Los prelados habían escuchado satisfechos este fragmento del relato.
—Aparte de lo que contiene el libro de Octavio Paz —agregué mientras colocaba mis fichas sobre la mesa, lejos de Tití—, hay otros documentos que validan lo dicho e incluso aportan más pruebas de aquel descontento contra la frágil autoridad, problema cuya solución —y aquí viene mi apostilla, dije orondo—, quedó en manos del arzobispo Aguiar y Seixas, el mismo que mató la creatividad de Sor Juana Inés de la Cruz. Bueno, el caso es que el arzobispo mencionado ocupó el vacío de poder político que produjo la protesta del pueblo seguida de la querella entre el virrey y la Audiencia. A partir de ello el clero adicionó a su labor pastoral la injerencia en la política que, como consta en autos, duró más de cien años; es decir, hasta que tuvieron a bien modernizarse y ejercer el poder espiritual de manera menos burda.
— ¿A dónde quiere llegar, Gobernador? —preguntó medio molesto el Arzobispo mientras hacía “piojito” al mono.
—A ninguna parte —respondí con la cautela concertadora—. Sólo trato de subrayar lo que acaba de decir nuestro amigo el Nuncio: que con sus luces y sombras, con sus fieles honestos y sus feligreses arrebatados y fanáticos, su credo tiene más de dos mil años, tiempo en el cual han persistido actitudes como la de Aguiar y Seixas. Aunque son épocas distintas y ha cambiado el sistema de gobierno —añadí dándole a mi voz un tono amable y moderado—, ejercicio sustentado en leyes hechas por el poder civil, yo espero que durante mi mandato no ocurra nada que se parezca a lo que pasó con Galve. Y no por ustedes, señor Arzobispo, señor Nuncio, sino por el arrebatado José María Guadalupe del Sagrado Corazón del Niño Jesús, un tipo capaz de inventar que yo soy uno de los cuatro jinetes del Apocalipsis o un pervertido dispuesto a promover que la fornicación se convierta en un acto litúrgico grupal.
Los seis ojos presentes se abrieron desmesuradamente (incluyo al mico). El Nuncio sacudió la cabeza como si quisiera despojarse de mi última opinión. Aspiró profundo para retomar su acostumbrado liderazgo.

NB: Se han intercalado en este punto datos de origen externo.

#[tokio::test(flavor = "current_thread")]
async fn update_not_found_leaves_collection_unchanged() {
    let (gateway, store) = loaded_store(seed()).await;
    gateway.remote_delete(NoteId::new(2));
    let before = store.notes();

    let error = store.update(NoteId::new(2), "t", "c").await.unwrap_err();

    assert!(matches!(
        error,
        StoreError::Gateway(GatewayError::NotFound(_))
    ));
    assert_eq!(store.notes(), before);
}

#[tokio::test(flavor = "current_thread")]
async fn remove_drops_entry_and_prunes_favorite() {
    let (_gateway, store) = loaded_store(seed()).await;
    let id = NoteId::new(2);
    assert!(store.toggle_favorite(id).unwrap());
    assert!(store.toggle_favorite(NoteId::new(1)).unwrap());

    store.remove(id).await.unwrap();

    assert_eq!(ids(&store.notes()), vec![3, 1]);
    assert!(store.note(id).is_none());
    assert!(!store.is_favorite(id));
    assert_eq!(store.favorite_count(), 1);
}

#[tokio::test(flavor = "current_thread")]
async fn remove_treats_remote_not_found_as_done() {
    let (gateway, store) = loaded_store(seed()).await;
    let id = NoteId::new(3);
    gateway.remote_delete(id);

    store.remove(id).await.unwrap();
    assert_eq!(ids(&store.notes()), vec![2, 1]);

    // A second delete of the same id is also satisfied.
    store.remove(id).await.unwrap();
    assert_eq!(store.len(), 2);
}

#[tokio::test(flavor = "current_thread")]
async fn remove_failure_leaves_collection_unchanged() {
    let (gateway, store) = loaded_store(seed()).await;
    store.toggle_favorite(NoteId::new(1)).unwrap();
    gateway.fail_next(GatewayError::Unknown {
        status: 500,
        message: "boom".to_string(),
    });

    let error = store.remove(NoteId::new(1)).await.unwrap_err();

    assert_eq!(error.to_string(), "boom");
    assert_eq!(ids(&store.notes()), vec![3, 2, 1]);
    assert!(store.is_favorite(NoteId::new(1)));
}

#[tokio::test(flavor = "current_thread")]
async fn toggle_favorite_twice_restores_marks() {
    let (gateway, store) = loaded_store(seed()).await;
    store.toggle_favorite(NoteId::new(3)).unwrap();
    let original = store.favorites();

    assert!(store.toggle_favorite(NoteId::new(1)).unwrap());
    assert!(!store.toggle_favorite(NoteId::new(1)).unwrap());
    assert_eq!(store.favorites(), original);

    // Unknown ids are tolerated and stay local.
    assert!(store.toggle_favorite(NoteId::new(99)).unwrap());
    assert_eq!(gateway.calls(), vec![Call::List]);
}

#[tokio::test(flavor = "current_thread")]
async fn favorites_are_not_persisted_across_stores() {
    let (gateway, store) = loaded_store(seed()).await;
    store.toggle_favorite(NoteId::new(3)).unwrap();

    let fresh = NoteStore::new(Rc::clone(&gateway));
    fresh.load().await.unwrap();
    assert_eq!(fresh.favorite_count(), 0);
}

#[tokio::test(flavor = "current_thread")]
async fn view_mode_is_local_only() {
    let (gateway, store) = loaded_store(seed()).await;
    assert_eq!(store.view_mode(), ViewMode::Grid);

    store.set_view_mode(ViewMode::List).unwrap();
    assert_eq!(store.view_mode(), ViewMode::List);
    assert_eq!(store.toggle_view_mode().unwrap(), ViewMode::Grid);
    assert_eq!(ids(&store.notes()), vec![3, 2, 1]);
    assert_eq!(gateway.calls(), vec![Call::List]);
}

#[tokio::test(flavor = "current_thread")]
async fn auth_failure_marks_session_expired() {
    let (gateway, store) = loaded_store(seed()).await;
    gateway.fail_next(GatewayError::Auth("Missing or invalid token".to_string()));

    let error = store.update(NoteId::new(1), "t", "c").await.unwrap_err();

    assert!(error.is_session_expired());
    assert!(store.session_expired());
    assert_eq!(ids(&store.notes()), vec![3, 2, 1]);
}

#[tokio::test(flavor = "current_thread")]
async fn second_mutation_on_same_id_is_rejected_while_in_flight() {
    let (gateway, store) = loaded_store(seed()).await;
    let id = NoteId::new(2);
    let gate = gateway.hold_next();

    let (first, second) = tokio::join!(store.update(id, "first", "write"), async {
        tokio::task::yield_now().await;
        let second = store.remove(id).await;
        gate.notify_one();
        second
    });

    assert_eq!(first.unwrap().title, "first");
    assert!(matches!(second, Err(StoreError::MutationInFlight(rejected)) if rejected == id));
    assert_eq!(
        gateway
            .calls()
            .iter()
            .filter(|call| matches!(call, Call::Delete(_)))
            .count(),
        0
    );

    // Released once the first response has been applied.
    store.remove(id).await.unwrap();
    assert!(store.note(id).is_none());
}

#[tokio::test(flavor = "current_thread")]
async fn mutations_on_different_ids_may_overlap() {
    let (gateway, store) = loaded_store(seed()).await;
    let gate = gateway.hold_next();

    let (first, second) = tokio::join!(store.update(NoteId::new(3), "x", "y"), async {
        tokio::task::yield_now().await;
        let second = store.remove(NoteId::new(1)).await;
        gate.notify_one();
        second
    });

    first.unwrap();
    second.unwrap();
    assert_eq!(ids(&store.notes()), vec![3, 2]);
}

#[tokio::test(flavor = "current_thread")]
async fn responses_after_close_are_discarded() {
    let (gateway, store) = loaded_store(seed()).await;
    let gate = gateway.hold_next();

    let (created, ()) = tokio::join!(store.create("late", "reply"), async {
        tokio::task::yield_now().await;
        store.close();
        gate.notify_one();
    });

    assert!(matches!(created, Err(StoreError::Closed)));
    assert_eq!(ids(&store.notes()), vec![3, 2, 1]);
    assert!(store.is_closed());
    assert!(matches!(store.load().await, Err(StoreError::Closed)));
}

#[tokio::test(flavor = "current_thread")]
async fn editor_draft_does_not_touch_collection_until_saved() {
    let (_gateway, store) = loaded_store(seed()).await;
    store.open_editor(Some(NoteId::new(2))).unwrap();

    store
        .with_draft(|draft| {
            draft.title = "Banana bread".to_string();
            draft.content.push_str(" bread");
        })
        .unwrap();
    assert_eq!(store.note(NoteId::new(2)).unwrap().title, "B");
    assert!(store.editor_open());

    let saved = store.save_draft().await.unwrap();

    assert_eq!(saved.title, "Banana bread");
    assert_eq!(saved.content, "banana bread");
    assert_eq!(store.note(NoteId::new(2)).unwrap(), saved);
    assert!(!store.editor_open());
}

#[tokio::test(flavor = "current_thread")]
async fn draft_edit_can_read_the_store() {
    let (_gateway, store) = loaded_store(seed()).await;
    store.open_editor(Some(NoteId::new(2))).unwrap();

    let original = store
        .with_draft(|draft| {
            let current = store.note(NoteId::new(3)).unwrap();
            draft.title = format!("{} copy", current.title);
            store.note(NoteId::new(2)).unwrap().title
        })
        .unwrap();

    assert_eq!(original, "B");
    assert_eq!(store.draft().unwrap().title, "Groceries copy");
}

#[tokio::test(flavor = "current_thread")]
async fn new_draft_saves_as_create() {
    let (gateway, store) = loaded_store(seed()).await;
    store.open_editor(None).unwrap();
    store
        .with_draft(|draft| draft.content = "  quick thought ".to_string())
        .unwrap();

    let saved = store.save_draft().await.unwrap();

    assert_eq!(saved.title, "Untitled");
    assert_eq!(store.notes()[0], saved);
    assert!(matches!(gateway.calls().last(), Some(Call::Create(_))));
}

#[tokio::test(flavor = "current_thread")]
async fn failed_save_keeps_editor_open() {
    let (gateway, store) = loaded_store(seed()).await;
    store.open_editor(None).unwrap();
    assert!(matches!(
        store.save_draft().await,
        Err(StoreError::EmptyNote)
    ));

    store
        .with_draft(|draft| draft.title = "Keep me".to_string())
        .unwrap();
    gateway.fail_next(GatewayError::Network("offline".to_string()));
    assert!(store.save_draft().await.is_err());

    assert!(store.editor_open());
    assert_eq!(store.draft().unwrap().title, "Keep me");
    assert_eq!(store.len(), 3);
}

#[tokio::test(flavor = "current_thread")]
async fn editor_requires_known_note_and_open_state() {
    let (_gateway, store) = loaded_store(seed()).await;

    assert!(matches!(
        store.open_editor(Some(NoteId::new(42))),
        Err(StoreError::NotFound(_))
    ));
    assert!(matches!(
        store.with_draft(|_| ()),
        Err(StoreError::EditorClosed)
    ));
    assert!(matches!(
        store.save_draft().await,
        Err(StoreError::EditorClosed)
    ));

    store.open_editor(Some(NoteId::new(1))).unwrap();
    store.close_editor();
    assert!(store.draft().is_none());
}

#[tokio::test(flavor = "current_thread")]
async fn removing_edited_note_closes_editor() {
    let (_gateway, store) = loaded_store(seed()).await;
    store.open_editor(Some(NoteId::new(1))).unwrap();

    store.remove(NoteId::new(1)).await.unwrap();

    assert!(!store.editor_open());
}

—Pero ya no hay virreyes en México —ironizó para enseguida agregar con la inflexión que buscaba corregir su desliz político—: Son otras épocas, señor Gobernador. Ahora es difícil convencer al pueblo. No creo que con sacar de paseo al Santísimo cambiemos las actitudes de los gobernantes.

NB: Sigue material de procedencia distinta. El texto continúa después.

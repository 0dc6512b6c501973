use std::env;

use jotter_core::config::{normalize_base_url, API_URL_ENV, DEFAULT_API_BASE_URL};
use jotter_core::util::normalize_text_option;

use crate::cli::ConfigCommands;
use crate::config_profiles::CliProfilesConfig;
use crate::error::CliError;

pub fn run_config(command: ConfigCommands, global_profile: Option<&str>) -> Result<(), CliError> {
    match command {
        ConfigCommands::Init {
            api_url,
            no_activate,
        } => run_config_init(global_profile, api_url, no_activate),
    }
}

pub fn run_config_init(
    profile_name: Option<&str>,
    api_url: Option<String>,
    no_activate: bool,
) -> Result<(), CliError> {
    let mut config = CliProfilesConfig::load().map_err(CliError::Config)?;
    let profile_name = config.resolve_profile_name(profile_name);
    let existing_url = config
        .profile(&profile_name)
        .and_then(|profile| profile.api_base_url());

    let api_base_url = resolve_api_base_url(
        normalize_text_option(api_url),
        normalize_text_option(env::var(API_URL_ENV).ok()),
        existing_url,
    )?;

    config.profile_mut_or_default(&profile_name).api_base_url = Some(api_base_url.clone());
    if !no_activate {
        config.active_profile = Some(profile_name.clone());
    }

    let path = config.save().map_err(CliError::Config)?;
    println!(
        "Profile '{}' initialized at {}",
        profile_name,
        path.display()
    );
    println!("Notes API: {api_base_url}");
    println!("Run `jotter login --email <email> --password <password>` to sign in.");
    Ok(())
}

/// Explicit flag, then environment, then the stored value, then the default.
pub fn resolve_api_base_url(
    explicit: Option<String>,
    from_env: Option<String>,
    existing: Option<String>,
) -> Result<String, CliError> {
    let raw = explicit
        .or(from_env)
        .or(existing)
        .unwrap_or_else(|| DEFAULT_API_BASE_URL.to_string());
    normalize_base_url(&raw).map_err(|error| CliError::Config(error.to_string()))
}
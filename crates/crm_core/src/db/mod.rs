//! SQLite bootstrap for the local-storage backend.
//!
//! # Responsibility
//! - Open and configure SQLite connections used by `SqliteLocalStorage`.
//! - Apply the storage schema migrations in order.
//!
//! # Invariants
//! - Schema version is tracked via `PRAGMA user_version`.
//! - No storage key is read or written before migrations succeed.
//! - The JSON documents stored under a key are not versioned here; only the
//!   key/value table itself is.

use std::error::Error;
use std::fmt::{Display, Formatter};

pub mod migrations;
mod open;

pub use open::{open_db, open_db_in_memory};

pub type DbResult<T> = Result<T, DbError>;

#[derive(Debug)]
pub enum DbError {
    Sqlite(rusqlite::Error),
    /// The file was written by a newer build.
    UnsupportedSchemaVersion { found: u32, supported: u32 },
}

impl Display for DbError {
    fn fmt(&self, f: &mut Formatter<'_>) -> std::fmt::Result {
        match self {
            Self::Sqlite(err) => write!(f, "sqlite error: {err}"),
            Self::UnsupportedSchemaVersion { found, supported } => write!(
                f,
                "storage schema version {found} is newer than supported {supported}"
            ),
        }
    }
}

impl Error for DbError {
    fn source(&self) -> Option<&(dyn Error + 'static)> {
        match self {
            Self::Sqlite(err) => Some(err),
            Self::UnsupportedSchemaVersion { .. } => None,
        }
    }
}

impl From<rusqlite::Error> for DbError {
    fn from(value: rusqlite::Error) -> Self {
        Self::Sqlite(value)
    }
}
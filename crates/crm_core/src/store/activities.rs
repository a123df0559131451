//! Activity log writes.

use super::{CrmStore, StoreResult};
use crate::model::activity::Activity;
use crate::model::{new_entity_id, EntityId};
use crate::storage::LocalStorage;
use log::info;

impl<S: LocalStorage> CrmStore<S> {
    /// Records a caller-supplied event (call, e-mail, meeting...) at the head
    /// of the log. The id is always reassigned.
    pub fn log_activity(&mut self, activity: Activity) -> StoreResult<EntityId> {
        let checkpoint = self.data.clone();
        let kind = activity.kind;
        let id = self.push_activity(activity);
        self.commit(checkpoint)?;

        info!("event=activity_log module=store status=ok activity_id={id} kind={kind:?}");
        Ok(id)
    }

    /// Prepends an activity under a fresh id without committing.
    pub(super) fn push_activity(&mut self, mut activity: Activity) -> EntityId {
        activity.id = new_entity_id();
        let id = activity.id.clone();
        self.data.activities.insert(0, activity);
        id
    }
}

—Sí, tiene usted razón Rossi—respondí caballeroso, cauto—. Hoy son otros nuestros valores, cultura e intereses, de uno y otro lado. Gústenos o no, usted, el arzobispo y su servidor somos protagonistas de esta época en la que abundan las personas que aún viven en el oscurantismo y luchan por recuperar las prebendas de hace tres siglos.
Como el presidente Emmanuel Cordero me había advertido de la estrecha amistad entre el anfitrión y el Nuncio, así como del ánimo coleccionista de Del Río, afición que se centraba en los vinos caros. Así que decidí valerme de una travesura para dar un giro abrupto al tema y acabar con la puyas que, de haber continuado, hubieran provocado un rompimiento de consecuencias impredecibles.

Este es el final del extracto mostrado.